**PROBLEM REQUIREMENTS:**
Report every line in the records below that holds the word "HandlerTable".

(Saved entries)
____

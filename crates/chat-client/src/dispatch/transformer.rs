//! Transformers and callback arguments
//!
//! A transformer maps the raw `d` of an event to application types before
//! cache steps and listeners see it. It runs at most once per event.

use serde::de::DeserializeOwned;
use serde_json::Value;
use std::any::Any;
use std::fmt;
use std::sync::Arc;

/// Type-erased transformer output
pub type Mapped = Arc<dyn Any + Send + Sync>;

type TransformFn = dyn Fn(&Value) -> anyhow::Result<Transformed> + Send + Sync;

/// Output of a transformer
#[derive(Clone)]
pub enum Transformed {
    One(Mapped),
    Many(Vec<Mapped>),
}

impl Transformed {
    /// Value stored by cache rules: the single value, or the first of many
    #[must_use]
    pub fn primary(&self) -> Option<Mapped> {
        match self {
            Self::One(value) => Some(Arc::clone(value)),
            Self::Many(values) => values.first().cloned(),
        }
    }
}

/// Per-event data transformer
#[derive(Clone)]
pub struct Transformer {
    inner: Arc<TransformFn>,
}

impl Transformer {
    /// Transformer producing exactly one value
    pub fn one<T, F>(f: F) -> Self
    where
        T: Any + Send + Sync,
        F: Fn(&Value) -> anyhow::Result<T> + Send + Sync + 'static,
    {
        Self {
            inner: Arc::new(move |data| Ok(Transformed::One(Arc::new(f(data)?)))),
        }
    }

    /// Transformer producing a variadic set of values, spread into the callback
    pub fn many<T, F>(f: F) -> Self
    where
        T: Any + Send + Sync,
        F: Fn(&Value) -> anyhow::Result<Vec<T>> + Send + Sync + 'static,
    {
        Self {
            inner: Arc::new(move |data| {
                let values = f(data)?
                    .into_iter()
                    .map(|value| Arc::new(value) as Mapped)
                    .collect();
                Ok(Transformed::Many(values))
            }),
        }
    }

    /// Transformer deserializing `d` into `T`
    pub fn deserialize<T>() -> Self
    where
        T: DeserializeOwned + Any + Send + Sync,
    {
        Self::one(|data| Ok(T::deserialize(data)?))
    }

    pub fn apply(&self, data: &Value) -> anyhow::Result<Transformed> {
        (self.inner)(data)
    }
}

impl fmt::Debug for Transformer {
    fn fmt(&self, f: &mut fmt::Formatter<'_>) -> fmt::Result {
        f.debug_struct("Transformer").finish_non_exhaustive()
    }
}

/// Arguments passed to a listener: the transformed value when the event has
/// a transformer, the raw payload otherwise
#[derive(Clone)]
pub enum EventArgs {
    Raw(Arc<Value>),
    One(Mapped),
    Many(Vec<Mapped>),
}

impl EventArgs {
    /// Raw payload, if the event has no transformer
    #[must_use]
    pub fn raw(&self) -> Option<&Value> {
        match self {
            Self::Raw(value) => Some(value),
            Self::One(_) | Self::Many(_) => None,
        }
    }

    /// The single transformed value as `T`
    #[must_use]
    pub fn get<T: Any + Send + Sync>(&self) -> Option<Arc<T>> {
        match self {
            Self::One(value) => Arc::clone(value).downcast::<T>().ok(),
            Self::Raw(_) | Self::Many(_) => None,
        }
    }

    /// Every transformed value that is a `T`
    #[must_use]
    pub fn all<T: Any + Send + Sync>(&self) -> Vec<Arc<T>> {
        match self {
            Self::Raw(_) => Vec::new(),
            Self::One(value) => Arc::clone(value).downcast::<T>().into_iter().collect(),
            Self::Many(values) => values
                .iter()
                .filter_map(|value| Arc::clone(value).downcast::<T>().ok())
                .collect(),
        }
    }

    /// Number of values passed to the callback
    #[must_use]
    pub fn len(&self) -> usize {
        match self {
            Self::Raw(_) | Self::One(_) => 1,
            Self::Many(values) => values.len(),
        }
    }

    #[must_use]
    pub fn is_empty(&self) -> bool {
        self.len() == 0
    }
}

impl From<Transformed> for EventArgs {
    fn from(transformed: Transformed) -> Self {
        match transformed {
            Transformed::One(value) => Self::One(value),
            Transformed::Many(values) => Self::Many(values),
        }
    }
}

impl fmt::Debug for EventArgs {
    fn fmt(&self, f: &mut fmt::Formatter<'_>) -> fmt::Result {
        match self {
            Self::Raw(value) => f.debug_tuple("Raw").field(value).finish(),
            Self::One(_) => f.write_str("One(..)"),
            Self::Many(values) => write!(f, "Many({} values)", values.len()),
        }
    }
}
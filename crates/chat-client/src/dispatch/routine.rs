//! Dispatch routine
//!
//! A compiled table from event name to an ordered list of steps, run by one
//! interpreter. Events nobody registered for cost a single map lookup.

use super::caching::CacheStep;
use super::context::{DispatchContext, ReadySignal};
use super::transformer::{EventArgs, Transformer};
use chat_cache::CacheResource;
use serde_json::Value;
use std::collections::HashMap;
use std::fmt;
use std::panic::{self, AssertUnwindSafe};
use std::sync::atomic::{AtomicBool, Ordering};
use std::sync::Arc;

/// User callback
pub type Callback = Arc<dyn Fn(&DispatchContext, &EventArgs) -> anyhow::Result<()> + Send + Sync>;

/// Identifier of a registered listener
#[derive(Debug, Clone, Copy, PartialEq, Eq, Hash, PartialOrd, Ord)]
pub struct ListenerId(pub(crate) u64);

impl fmt::Display for ListenerId {
    fn fmt(&self, f: &mut fmt::Formatter<'_>) -> fmt::Result {
        write!(f, "#{}", self.0)
    }
}

#[derive(Clone)]
pub(crate) struct Listener {
    pub(crate) id: ListenerId,
    pub(crate) callback: Callback,
    /// Set once a one-time listener has fired; shared across recompiles
    pub(crate) fired: Option<Arc<AtomicBool>>,
}

impl Listener {
    fn invoke(&self, ctx: &DispatchContext, args: &EventArgs) {
        if let Some(fired) = &self.fired {
            if fired.swap(true, Ordering::SeqCst) {
                return;
            }
        }

        match panic::catch_unwind(AssertUnwindSafe(|| (self.callback)(ctx, args))) {
            Ok(Ok(())) => {}
            Ok(Err(e)) => tracing::error!(
                event = %ctx.event,
                listener = %self.id,
                error = ?e,
                "Listener failed"
            ),
            Err(_) => tracing::error!(
                event = %ctx.event,
                listener = %self.id,
                "Listener panicked"
            ),
        }
    }
}

/// One step of an event plan
#[derive(Clone)]
pub(crate) enum Step {
    Cache(CacheStep),
    Listener(Listener),
    SignalReady,
}

/// Public description of a step, for inspecting a compiled table
#[derive(Debug, Clone, Copy, PartialEq, Eq)]
pub enum StepKind {
    Cache(CacheResource),
    Listener(ListenerId),
    SignalReady,
}

/// Work registered for one event
#[derive(Clone)]
pub struct EventPlan {
    pub(crate) transformer: Option<Transformer>,
    pub(crate) steps: Vec<Step>,
}

impl EventPlan {
    #[must_use]
    pub fn has_transformer(&self) -> bool {
        self.transformer.is_some()
    }

    /// Steps in execution order
    #[must_use]
    pub fn steps(&self) -> Vec<StepKind> {
        self.steps
            .iter()
            .map(|step| match step {
                Step::Cache(cache) => StepKind::Cache(cache.resource),
                Step::Listener(listener) => StepKind::Listener(listener.id),
                Step::SignalReady => StepKind::SignalReady,
            })
            .collect()
    }
}

/// Event name to plan
#[derive(Clone, Default)]
pub struct HandlerTable {
    pub(crate) plans: HashMap<String, EventPlan>,
}

impl HandlerTable {
    #[must_use]
    pub fn plan(&self, event: &str) -> Option<&EventPlan> {
        self.plans.get(event)
    }

    /// Registered event names, sorted
    #[must_use]
    pub fn events(&self) -> Vec<&str> {
        let mut events: Vec<&str> = self.plans.keys().map(String::as_str).collect();
        events.sort_unstable();
        events
    }

    #[must_use]
    pub fn len(&self) -> usize {
        self.plans.len()
    }

    #[must_use]
    pub fn is_empty(&self) -> bool {
        self.plans.is_empty()
    }
}

/// Compiled dispatch routine
#[derive(Clone)]
pub struct DispatchRoutine {
    pub(crate) table: HandlerTable,
    pub(crate) ready: ReadySignal,
}

impl DispatchRoutine {
    #[must_use]
    pub fn table(&self) -> &HandlerTable {
        &self.table
    }

    /// Run the plan registered for `ctx.event`
    pub fn run(&self, ctx: &DispatchContext, data: Value) {
        let Some(plan) = self.table.plan(&ctx.event) else {
            return;
        };

        let data = Arc::new(data);
        let transformed = match &plan.transformer {
            None => None,
            Some(transformer) => {
                match panic::catch_unwind(AssertUnwindSafe(|| transformer.apply(&data))) {
                    Ok(Ok(transformed)) => Some(Ok(transformed)),
                    Ok(Err(e)) => {
                        tracing::error!(event = %ctx.event, error = ?e, "Transformer failed");
                        Some(Err(()))
                    }
                    Err(_) => {
                        tracing::error!(event = %ctx.event, "Transformer panicked");
                        Some(Err(()))
                    }
                }
            }
        };

        // A failed transform skips everything but the ready signal
        let (args, transformed) = match transformed {
            None => (Some(EventArgs::Raw(Arc::clone(&data))), None),
            Some(Ok(transformed)) => (Some(EventArgs::from(transformed.clone())), Some(transformed)),
            Some(Err(())) => (None, None),
        };

        for step in &plan.steps {
            match (step, &args) {
                (Step::SignalReady, _) => {
                    if self.ready.signal() {
                        tracing::debug!("Ready signalled");
                    }
                }
                (_, None) => {}
                (Step::Cache(cache), Some(_)) => {
                    cache.apply(&ctx.cache, &data, transformed.as_ref());
                }
                (Step::Listener(listener), Some(args)) => listener.invoke(ctx, args),
            }
        }
    }
}
//! Gateway intents bitflags
//!
//! Intents select which event categories the gateway delivers to a session.

use bitflags::bitflags;
use serde::{Deserialize, Deserializer, Serialize, Serializer};
use std::fmt;

bitflags! {
    /// Gateway intent flags sent in the Identify payload
    #[derive(Debug, Clone, Copy, PartialEq, Eq, Hash)]
    pub struct Intents: u64 {
        /// Guild create/update/delete, role and channel events
        const GUILDS                        = 1 << 0;
        /// Member add/update/remove (privileged)
        const GUILD_MEMBERS                 = 1 << 1;
        /// Ban and audit log events
        const GUILD_MODERATION              = 1 << 2;
        /// Emoji and sticker updates
        const GUILD_EXPRESSIONS             = 1 << 3;
        /// Integration updates
        const GUILD_INTEGRATIONS            = 1 << 4;
        /// Webhook updates
        const GUILD_WEBHOOKS                = 1 << 5;
        /// Invite create/delete
        const GUILD_INVITES                 = 1 << 6;
        /// Voice state updates
        const GUILD_VOICE_STATES            = 1 << 7;
        /// Presence updates (privileged)
        const GUILD_PRESENCES               = 1 << 8;
        /// Guild message events
        const GUILD_MESSAGES                = 1 << 9;
        /// Guild reaction events
        const GUILD_MESSAGE_REACTIONS       = 1 << 10;
        /// Guild typing events
        const GUILD_MESSAGE_TYPING          = 1 << 11;
        /// Direct message events
        const DIRECT_MESSAGES               = 1 << 12;
        /// Direct message reaction events
        const DIRECT_MESSAGE_REACTIONS      = 1 << 13;
        /// Direct message typing events
        const DIRECT_MESSAGE_TYPING         = 1 << 14;
        /// Message content in payloads (privileged)
        const MESSAGE_CONTENT               = 1 << 15;
        /// Scheduled event updates
        const GUILD_SCHEDULED_EVENTS        = 1 << 16;
        /// Auto moderation rule changes
        const AUTO_MODERATION_CONFIGURATION = 1 << 20;
        /// Auto moderation actions
        const AUTO_MODERATION_EXECUTION     = 1 << 21;

        /// Intents that require approval on the application settings page
        const PRIVILEGED = Self::GUILD_MEMBERS.bits()
            | Self::GUILD_PRESENCES.bits()
            | Self::MESSAGE_CONTENT.bits();

        /// Every intent that does not require approval
        const NON_PRIVILEGED = Self::GUILDS.bits()
            | Self::GUILD_MODERATION.bits()
            | Self::GUILD_EXPRESSIONS.bits()
            | Self::GUILD_INTEGRATIONS.bits()
            | Self::GUILD_WEBHOOKS.bits()
            | Self::GUILD_INVITES.bits()
            | Self::GUILD_VOICE_STATES.bits()
            | Self::GUILD_MESSAGES.bits()
            | Self::GUILD_MESSAGE_REACTIONS.bits()
            | Self::GUILD_MESSAGE_TYPING.bits()
            | Self::DIRECT_MESSAGES.bits()
            | Self::DIRECT_MESSAGE_REACTIONS.bits()
            | Self::DIRECT_MESSAGE_TYPING.bits()
            | Self::GUILD_SCHEDULED_EVENTS.bits()
            | Self::AUTO_MODERATION_CONFIGURATION.bits()
            | Self::AUTO_MODERATION_EXECUTION.bits();
    }
}

impl Intents {
    /// Check if any privileged intent is requested
    #[inline]
    pub fn is_privileged(&self) -> bool {
        self.intersects(Intents::PRIVILEGED)
    }

    /// Parse from string representation (decimal number)
    pub fn parse(s: &str) -> Result<Self, std::num::ParseIntError> {
        s.trim().parse::<u64>().map(Intents::from_bits_truncate)
    }
}

impl Default for Intents {
    fn default() -> Self {
        Intents::NON_PRIVILEGED
    }
}

impl fmt::Display for Intents {
    fn fmt(&self, f: &mut fmt::Formatter<'_>) -> fmt::Result {
        write!(f, "{}", self.bits())
    }
}

// Identify carries intents as a plain integer
impl Serialize for Intents {
    fn serialize<S>(&self, serializer: S) -> Result<S::Ok, S::Error>
    where
        S: Serializer,
    {
        serializer.serialize_u64(self.bits())
    }
}

impl<'de> Deserialize<'de> for Intents {
    fn deserialize<D>(deserializer: D) -> Result<Self, D::Error>
    where
        D: Deserializer<'de>,
    {
        let bits = u64::deserialize(deserializer)?;
        Ok(Intents::from_bits_truncate(bits))
    }
}
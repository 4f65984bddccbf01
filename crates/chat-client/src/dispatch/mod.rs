//! Event dispatch: registrations compiled into a data-driven routine

mod caching;
mod context;
mod error;
mod registry;
mod routine;
mod router;
mod transformer;

pub use context::{DispatchContext, ReadySignal};
pub use error::RegistrationError;
pub use registry::HandlerRegistry;
pub use routine::{Callback, DispatchRoutine, EventPlan, HandlerTable, ListenerId, StepKind};
pub use router::DispatchRouter;
pub use transformer::{EventArgs, Mapped, Transformed, Transformer};
//! # chat-cache
//!
//! In-memory entity cache fed by gateway dispatch events.
//!
//! ## Features
//!
//! - **Store**: Concurrent maps for guilds, channels, threads and voice states
//! - **Rules**: Per-resource cache rules controlling position and whether
//!   transformer output is stored instead of the raw payload
//!
//! ## Example
//!
//! ```ignore
//! use chat_cache::{Cache, CacheOptions, CacheResource, CacheRule};
//!
//! let options = CacheOptions::none()
//!     .with(CacheResource::Guild, CacheRule::first())
//!     .with(CacheResource::Channel, CacheRule::last().transformed());
//!
//! let cache = Cache::shared();
//! if let Some(guild) = cache.guild(guild_id) {
//!     println!("{:?}", guild.as_raw());
//! }
//! ```

pub mod options;
pub mod store;
pub mod value;

pub use options::{CacheOptions, CachePosition, CacheResource, CacheRule};
pub use store::{snowflake_field, Cache, SharedCache};
pub use value::CachedValue;
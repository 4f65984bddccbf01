//! Gateway payload fixtures

use serde_json::{json, Value};

pub const BOT_USER_ID: &str = "1000";
pub const GUILD_ID: &str = "2000";
pub const CHANNEL_ID: &str = "3000";

pub fn bot_user() -> Value {
    json!({
        "id": BOT_USER_ID,
        "username": "test-bot",
        "discriminator": "0",
        "bot": true
    })
}

/// READY with one unavailable guild
pub fn ready(session_id: &str, resume_url: &str) -> Value {
    json!({
        "v": 10,
        "user": bot_user(),
        "guilds": [{ "id": GUILD_ID, "unavailable": true }],
        "session_id": session_id,
        "resume_gateway_url": resume_url
    })
}

/// GUILD_CREATE with one text channel and one member in voice
pub fn guild_create() -> Value {
    json!({
        "id": GUILD_ID,
        "name": "Test Guild",
        "owner_id": BOT_USER_ID,
        "channels": [
            { "id": CHANNEL_ID, "type": 0, "name": "general", "position": 0 }
        ],
        "threads": [],
        "voice_states": [
            { "user_id": BOT_USER_ID, "channel_id": "3001", "session_id": "voice" }
        ]
    })
}

pub fn message_create(content: &str) -> Value {
    json!({
        "id": "4000",
        "channel_id": CHANNEL_ID,
        "guild_id": GUILD_ID,
        "author": bot_user(),
        "content": content
    })
}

____

**OUTPUT BELOW:**
pub struct HandlerTable {
impl HandlerTable {
    pub(crate) table: HandlerTable,
    pub fn table(&self) -> &HandlerTable {
pub use routine::{Callback, DispatchRoutine, EventPlan, HandlerTable, ListenerId, StepKind};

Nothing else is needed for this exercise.